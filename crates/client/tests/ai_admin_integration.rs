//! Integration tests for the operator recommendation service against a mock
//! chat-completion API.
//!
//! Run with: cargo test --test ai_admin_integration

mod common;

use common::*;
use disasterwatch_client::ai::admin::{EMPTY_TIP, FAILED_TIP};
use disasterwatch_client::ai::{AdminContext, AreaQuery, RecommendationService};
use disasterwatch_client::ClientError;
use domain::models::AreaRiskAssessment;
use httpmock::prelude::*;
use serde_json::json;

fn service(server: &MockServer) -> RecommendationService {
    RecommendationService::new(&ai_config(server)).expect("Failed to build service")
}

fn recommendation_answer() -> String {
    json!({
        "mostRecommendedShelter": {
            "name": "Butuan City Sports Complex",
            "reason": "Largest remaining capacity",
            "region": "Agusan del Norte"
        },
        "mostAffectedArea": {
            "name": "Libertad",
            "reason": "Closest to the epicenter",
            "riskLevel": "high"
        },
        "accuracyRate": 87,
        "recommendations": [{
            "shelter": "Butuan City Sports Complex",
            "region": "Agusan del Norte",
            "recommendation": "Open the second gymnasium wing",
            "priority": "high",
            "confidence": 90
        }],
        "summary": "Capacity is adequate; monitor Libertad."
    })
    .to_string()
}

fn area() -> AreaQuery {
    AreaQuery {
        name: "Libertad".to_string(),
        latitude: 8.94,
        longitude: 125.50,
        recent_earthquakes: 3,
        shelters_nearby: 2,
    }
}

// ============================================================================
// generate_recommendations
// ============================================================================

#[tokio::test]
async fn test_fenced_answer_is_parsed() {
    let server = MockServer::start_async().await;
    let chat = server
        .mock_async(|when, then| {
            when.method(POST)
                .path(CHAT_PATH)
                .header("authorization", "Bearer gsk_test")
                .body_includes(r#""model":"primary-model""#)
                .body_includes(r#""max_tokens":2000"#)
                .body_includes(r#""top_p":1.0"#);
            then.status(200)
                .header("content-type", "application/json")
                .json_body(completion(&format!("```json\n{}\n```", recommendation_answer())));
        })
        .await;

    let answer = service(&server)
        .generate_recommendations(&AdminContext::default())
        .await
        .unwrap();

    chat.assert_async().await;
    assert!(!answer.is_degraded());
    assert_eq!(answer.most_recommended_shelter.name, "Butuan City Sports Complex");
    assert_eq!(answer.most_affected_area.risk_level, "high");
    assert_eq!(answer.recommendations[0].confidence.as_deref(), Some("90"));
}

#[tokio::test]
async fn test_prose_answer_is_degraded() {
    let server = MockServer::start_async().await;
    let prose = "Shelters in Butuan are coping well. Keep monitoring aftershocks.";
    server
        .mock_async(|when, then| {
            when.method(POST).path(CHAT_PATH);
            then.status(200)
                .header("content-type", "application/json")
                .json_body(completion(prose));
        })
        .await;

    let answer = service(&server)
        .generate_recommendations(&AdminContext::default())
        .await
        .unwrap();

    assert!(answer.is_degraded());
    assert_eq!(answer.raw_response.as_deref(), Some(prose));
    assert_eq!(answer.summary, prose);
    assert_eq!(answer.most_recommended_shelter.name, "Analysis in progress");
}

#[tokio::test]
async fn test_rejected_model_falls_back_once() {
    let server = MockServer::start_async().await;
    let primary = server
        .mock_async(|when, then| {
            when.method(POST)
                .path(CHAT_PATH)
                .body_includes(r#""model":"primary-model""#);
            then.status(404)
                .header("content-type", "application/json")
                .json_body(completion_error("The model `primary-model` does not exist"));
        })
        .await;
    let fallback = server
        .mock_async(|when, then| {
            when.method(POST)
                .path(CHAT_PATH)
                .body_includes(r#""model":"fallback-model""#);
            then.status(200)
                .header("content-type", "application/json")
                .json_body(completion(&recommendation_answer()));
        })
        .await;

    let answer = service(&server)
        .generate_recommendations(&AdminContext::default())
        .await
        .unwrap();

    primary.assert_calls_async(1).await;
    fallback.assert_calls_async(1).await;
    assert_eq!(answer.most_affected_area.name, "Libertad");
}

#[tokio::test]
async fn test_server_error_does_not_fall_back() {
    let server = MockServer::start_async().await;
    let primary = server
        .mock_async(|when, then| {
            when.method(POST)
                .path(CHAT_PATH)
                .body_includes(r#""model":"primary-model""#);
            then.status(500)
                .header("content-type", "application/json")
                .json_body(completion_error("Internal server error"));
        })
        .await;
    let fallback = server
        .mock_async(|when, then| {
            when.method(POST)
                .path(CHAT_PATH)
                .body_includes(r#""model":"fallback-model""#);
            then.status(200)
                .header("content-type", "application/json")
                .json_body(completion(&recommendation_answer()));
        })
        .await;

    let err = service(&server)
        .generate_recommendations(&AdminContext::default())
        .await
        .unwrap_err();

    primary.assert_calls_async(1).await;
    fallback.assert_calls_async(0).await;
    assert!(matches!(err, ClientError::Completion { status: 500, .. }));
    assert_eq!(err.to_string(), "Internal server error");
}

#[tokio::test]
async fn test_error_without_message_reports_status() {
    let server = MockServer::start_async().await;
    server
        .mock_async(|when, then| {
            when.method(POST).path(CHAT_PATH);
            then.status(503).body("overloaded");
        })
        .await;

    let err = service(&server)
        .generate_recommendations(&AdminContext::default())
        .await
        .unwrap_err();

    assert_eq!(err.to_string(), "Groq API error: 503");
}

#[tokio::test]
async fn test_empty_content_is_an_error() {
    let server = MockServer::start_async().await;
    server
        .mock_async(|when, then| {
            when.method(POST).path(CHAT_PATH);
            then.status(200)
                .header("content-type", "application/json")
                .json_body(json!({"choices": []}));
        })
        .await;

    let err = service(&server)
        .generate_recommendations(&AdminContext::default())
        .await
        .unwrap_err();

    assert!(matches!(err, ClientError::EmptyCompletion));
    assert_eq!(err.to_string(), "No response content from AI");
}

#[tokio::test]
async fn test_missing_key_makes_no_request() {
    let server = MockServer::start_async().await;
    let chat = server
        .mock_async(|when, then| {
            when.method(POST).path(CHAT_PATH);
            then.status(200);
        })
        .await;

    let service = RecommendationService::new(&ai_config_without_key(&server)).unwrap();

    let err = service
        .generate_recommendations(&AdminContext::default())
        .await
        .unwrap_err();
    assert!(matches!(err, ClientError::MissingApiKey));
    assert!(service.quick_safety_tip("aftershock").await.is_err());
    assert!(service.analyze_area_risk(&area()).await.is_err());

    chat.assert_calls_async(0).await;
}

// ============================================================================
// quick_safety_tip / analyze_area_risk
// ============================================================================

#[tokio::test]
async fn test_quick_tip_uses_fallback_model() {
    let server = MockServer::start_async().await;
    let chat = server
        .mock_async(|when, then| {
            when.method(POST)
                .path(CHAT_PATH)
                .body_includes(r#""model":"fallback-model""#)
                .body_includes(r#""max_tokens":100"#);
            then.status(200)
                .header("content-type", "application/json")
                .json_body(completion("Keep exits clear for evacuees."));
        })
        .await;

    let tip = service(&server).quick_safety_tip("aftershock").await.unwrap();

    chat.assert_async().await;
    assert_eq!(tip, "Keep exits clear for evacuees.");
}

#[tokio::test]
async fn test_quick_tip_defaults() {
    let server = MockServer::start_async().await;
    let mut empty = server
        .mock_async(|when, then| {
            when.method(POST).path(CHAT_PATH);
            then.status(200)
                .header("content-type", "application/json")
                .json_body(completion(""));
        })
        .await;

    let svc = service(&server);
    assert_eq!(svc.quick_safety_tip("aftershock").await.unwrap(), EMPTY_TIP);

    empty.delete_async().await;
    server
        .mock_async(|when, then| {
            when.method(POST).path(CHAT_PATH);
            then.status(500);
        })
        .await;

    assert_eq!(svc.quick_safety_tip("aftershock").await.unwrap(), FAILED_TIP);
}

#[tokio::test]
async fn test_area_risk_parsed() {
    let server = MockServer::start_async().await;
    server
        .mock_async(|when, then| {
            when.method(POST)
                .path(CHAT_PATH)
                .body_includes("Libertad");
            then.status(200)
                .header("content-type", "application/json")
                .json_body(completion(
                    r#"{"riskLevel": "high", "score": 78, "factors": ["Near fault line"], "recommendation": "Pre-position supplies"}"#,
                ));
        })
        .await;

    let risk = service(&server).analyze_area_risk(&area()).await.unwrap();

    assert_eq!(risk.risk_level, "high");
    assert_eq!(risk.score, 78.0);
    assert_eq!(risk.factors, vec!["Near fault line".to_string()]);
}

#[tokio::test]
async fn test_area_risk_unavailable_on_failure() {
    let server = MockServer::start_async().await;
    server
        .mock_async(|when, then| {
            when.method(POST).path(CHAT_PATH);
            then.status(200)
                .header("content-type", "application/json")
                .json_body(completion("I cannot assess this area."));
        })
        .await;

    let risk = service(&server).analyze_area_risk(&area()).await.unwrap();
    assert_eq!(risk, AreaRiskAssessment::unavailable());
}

========================================================================

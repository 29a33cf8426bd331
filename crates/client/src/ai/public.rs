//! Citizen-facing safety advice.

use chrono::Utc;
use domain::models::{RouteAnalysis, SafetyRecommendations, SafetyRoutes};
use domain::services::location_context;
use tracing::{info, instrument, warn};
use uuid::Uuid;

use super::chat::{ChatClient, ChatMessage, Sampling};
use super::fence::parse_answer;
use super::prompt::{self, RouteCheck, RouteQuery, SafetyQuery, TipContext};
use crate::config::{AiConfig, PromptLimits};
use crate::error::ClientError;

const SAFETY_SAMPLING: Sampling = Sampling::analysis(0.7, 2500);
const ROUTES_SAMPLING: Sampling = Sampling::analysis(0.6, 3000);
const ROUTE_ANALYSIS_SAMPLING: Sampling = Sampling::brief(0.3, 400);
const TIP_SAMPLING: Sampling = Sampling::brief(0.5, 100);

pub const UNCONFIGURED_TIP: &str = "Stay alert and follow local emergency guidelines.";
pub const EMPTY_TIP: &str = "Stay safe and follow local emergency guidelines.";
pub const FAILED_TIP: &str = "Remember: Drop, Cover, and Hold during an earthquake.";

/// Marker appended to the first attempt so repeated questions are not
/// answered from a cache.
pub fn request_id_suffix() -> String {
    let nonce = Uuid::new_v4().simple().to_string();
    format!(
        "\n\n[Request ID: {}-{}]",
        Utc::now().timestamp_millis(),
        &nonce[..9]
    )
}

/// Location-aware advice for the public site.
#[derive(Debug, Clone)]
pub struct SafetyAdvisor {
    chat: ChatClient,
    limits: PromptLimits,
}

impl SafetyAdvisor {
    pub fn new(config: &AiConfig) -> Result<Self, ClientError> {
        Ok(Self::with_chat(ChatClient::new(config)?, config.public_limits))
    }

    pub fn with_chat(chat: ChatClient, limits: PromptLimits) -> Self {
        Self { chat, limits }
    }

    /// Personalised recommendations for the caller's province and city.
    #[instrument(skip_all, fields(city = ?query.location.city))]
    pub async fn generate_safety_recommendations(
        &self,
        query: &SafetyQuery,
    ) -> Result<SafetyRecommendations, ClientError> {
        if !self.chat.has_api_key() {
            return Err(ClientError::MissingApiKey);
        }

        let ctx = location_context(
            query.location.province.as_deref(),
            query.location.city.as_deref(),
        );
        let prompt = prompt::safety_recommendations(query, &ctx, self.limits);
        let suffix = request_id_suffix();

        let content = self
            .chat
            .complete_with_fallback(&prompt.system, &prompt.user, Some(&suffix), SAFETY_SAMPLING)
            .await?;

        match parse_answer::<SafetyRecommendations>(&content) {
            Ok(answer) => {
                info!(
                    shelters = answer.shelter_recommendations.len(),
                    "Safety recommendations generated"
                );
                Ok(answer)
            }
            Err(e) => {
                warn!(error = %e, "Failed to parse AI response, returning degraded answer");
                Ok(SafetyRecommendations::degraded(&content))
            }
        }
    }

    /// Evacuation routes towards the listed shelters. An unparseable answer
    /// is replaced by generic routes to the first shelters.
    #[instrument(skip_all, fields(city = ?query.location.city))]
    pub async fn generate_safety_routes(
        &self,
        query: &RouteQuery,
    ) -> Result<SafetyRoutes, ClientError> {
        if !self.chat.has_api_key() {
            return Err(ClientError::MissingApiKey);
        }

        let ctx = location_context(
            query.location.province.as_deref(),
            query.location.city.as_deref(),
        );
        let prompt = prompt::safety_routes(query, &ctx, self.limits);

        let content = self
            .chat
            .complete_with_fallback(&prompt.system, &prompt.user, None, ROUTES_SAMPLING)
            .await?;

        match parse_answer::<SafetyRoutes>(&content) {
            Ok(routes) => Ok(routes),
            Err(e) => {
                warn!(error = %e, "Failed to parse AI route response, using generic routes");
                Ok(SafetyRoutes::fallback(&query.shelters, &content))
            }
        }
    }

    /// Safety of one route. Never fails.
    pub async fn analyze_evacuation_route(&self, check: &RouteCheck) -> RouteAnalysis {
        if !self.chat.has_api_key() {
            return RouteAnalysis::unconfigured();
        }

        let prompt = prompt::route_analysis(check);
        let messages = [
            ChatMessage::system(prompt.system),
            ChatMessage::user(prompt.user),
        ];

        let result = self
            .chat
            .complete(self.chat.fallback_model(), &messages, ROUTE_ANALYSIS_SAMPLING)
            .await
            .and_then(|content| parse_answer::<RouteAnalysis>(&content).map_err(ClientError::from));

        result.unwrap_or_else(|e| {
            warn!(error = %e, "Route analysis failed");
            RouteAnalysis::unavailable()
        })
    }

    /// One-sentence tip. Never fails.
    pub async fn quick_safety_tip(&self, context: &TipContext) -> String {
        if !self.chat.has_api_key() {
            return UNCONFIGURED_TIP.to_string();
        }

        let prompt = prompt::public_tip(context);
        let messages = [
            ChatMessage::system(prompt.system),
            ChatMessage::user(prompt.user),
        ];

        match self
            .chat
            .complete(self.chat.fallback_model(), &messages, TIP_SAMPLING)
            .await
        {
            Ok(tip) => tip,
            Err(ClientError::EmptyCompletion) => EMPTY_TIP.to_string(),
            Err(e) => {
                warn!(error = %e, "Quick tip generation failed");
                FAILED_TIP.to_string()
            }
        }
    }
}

========================================================================

**YOUR TASK**: Using the records above, find and show each line with the string "SafetyQuery".

**WRITTEN RESPONSE**:
use super::prompt::{self, RouteCheck, RouteQuery, SafetyQuery, TipContext};
        query: &SafetyQuery,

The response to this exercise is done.